California's Democratic Derailment
Politicians ignore the legal caveats that voters added to
the bullet train. Sept. 12, 2014 6:42 p.m. ET
In theory at least, courts and ballot referenda are checks
on legislative tyranny. A California appellate court has effectively done away
with both by ruling that the legal requirements of a bond measure approved by
voters for the state's bullet train are merely "guidance."
Californians ought to try this law-as-guidance defense when they're stopped for
speeding.
Six years ago voters approved a referendum authorizing $9
billion in bonds for high-speed rail construction, including language with
stringent "taxpayer protections." These stipulations were, among
other things, that the state high-speed rail authority present a detailed
preliminary plan to the legislature identifying funding sources and
environmental clearances for the train's first "usable segment" prior
to a bond appropriation.
The legislature in 2012 green-lighted the bonds while
ignoring these stipulations. The rail authority had pinpointed merely $6
billion of the estimated $31.5 billion necessary to complete the first 300-mile
segment from Merced to San Fernando. Only 30 miles of environmental clearances
had been certified.
Last year Sacramento County Superior Court Judge Michael
Kenny ruled that the authority "abused its discretion by approving a
funding plan that did not comply with the requirements of the law." But in
July Sacramento's Third Appellate District sanctioned the lawlessness with a
decision as impressive for its cognitive dissonance as its legal afflatus.

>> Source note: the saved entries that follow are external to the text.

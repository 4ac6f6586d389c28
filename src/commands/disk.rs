//! `servpilot disk` — usage and model of mounted disks.

use std::path::Path;

use anyhow::Result;

use super::{block_on, print_json, print_text_or_false};
use crate::config::Config;
use crate::domain::host_service::HostService;

pub fn usage(config: &Config, path: &Path) -> Result<()> {
    let service = HostService::new(config);
    block_on(async {
        let usage = service.disk_usage(path).await?;
        print_json(&usage)
    })
}

pub fn label(config: &Config, mountpoint: &str) -> Result<()> {
    let service = HostService::new(config);
    block_on(async {
        let label = service.disk_label(mountpoint).await?;
        print_text_or_false(label.as_deref());
        Ok(())
    })
}
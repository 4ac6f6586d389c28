//! `servpilot info` — single host facts.

use anyhow::Result;
use clap::Subcommand;

use super::{block_on, print_json, print_json_or_false, print_text_or_false};
use crate::config::Config;
use crate::domain::host_metrics;
use crate::domain::host_service::HostService;

#[derive(Subcommand)]
pub enum InfoCommands {
    /// Running kernel release
    Kernel,
    /// Host name
    Hostname,
    /// Public address as seen from the internet
    PublicIp,
    /// First local address
    LocalIp,
    /// Number of installed packages
    Packages,
    /// Command of the busiest process
    HottestProcess,
    /// Load average over 1, 5 and 15 minutes
    Load {
        /// Relative to the number of logical processors
        #[arg(long)]
        percent: bool,
    },
    /// Core and thread counts and frequencies
    Cpu,
    /// RAM usage in GiB
    Ram,
    /// Swap usage
    Swap,
    /// Available temperature sensors
    Sensors,
    /// Readings of one temperature sensor
    Sensor {
        /// Sensor name, e.g. coretemp
        name: String,
    },
}

pub fn run(config: &Config, command: InfoCommands) -> Result<()> {
    let service = HostService::new(config);

    block_on(async {
        let value = match command {
            InfoCommands::Kernel => service.kernel_version().await?,
            InfoCommands::Hostname => service.hostname().await?,
            InfoCommands::PublicIp => service.public_ip().await?,
            InfoCommands::LocalIp => service.local_ip().await?,
            InfoCommands::Packages => Some(service.installed_package_count().await?.to_string()),
            InfoCommands::HottestProcess => service.hottest_process().await?,
            InfoCommands::Load { percent } => {
                let load = host_metrics::system_load(percent).await;
                return print_json_or_false(load.as_ref());
            }
            InfoCommands::Cpu => return print_json(&host_metrics::cpu_info().await),
            InfoCommands::Ram => {
                let meminfo = host_metrics::read_meminfo().await;
                return print_json(&host_metrics::ram_stats(&meminfo));
            }
            InfoCommands::Swap => {
                let meminfo = host_metrics::read_meminfo().await;
                return print_json(&host_metrics::swap_stats(&meminfo));
            }
            InfoCommands::Sensors => return print_json(&host_metrics::temp_sensors().await),
            InfoCommands::Sensor { name } => {
                let readings = host_metrics::temp_by_sensor(&name).await;
                return print_json_or_false(readings.as_ref());
            }
        };
        print_text_or_false(value.as_deref());
        Ok(())
    })
}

On the one hand, the court opined that "voters clearly
intended to place the Authority in a financial straitjacket by establishing a
mandatory multistep process to ensure the financial viability of the
project." But then the judges ruled that the challenge to the
legislature's invalid bond appropriation and authority's preliminary plan,
"however deficient," was in effect moot.
The court could require the authority to redo its plan, but
the judges say that would be unnecessary since the Director of Finance must
still approve a rigorous final plan before the authority can spend the bond
revenue. In other words, the law's procedural requirements don't matter.
Yet the bond referendum had ordered a preliminary plan for
legislative review precisely so lawmakers could force the rail authority to
address their concerns before appropriating the bonds. This added a modicum of
political accountability.
So here we have the spectacle of legislators ignoring the
very taxpayer protections that they had used to gull voters into approving a
ballot measure that might never have passed without those protections. The
lesson is that politicians will grab any new power or spending authority voters
give them. They'll blow through the caveats and dare voters to sue to stop
them.
As for the courts, they're supposed to enforce the law as
written. California's Supreme Court now has an opportunity to do what the
appellate judges did not and order Sacramento to follow the bond language. At
stake are the rule of law and democratic governance in the Golden State.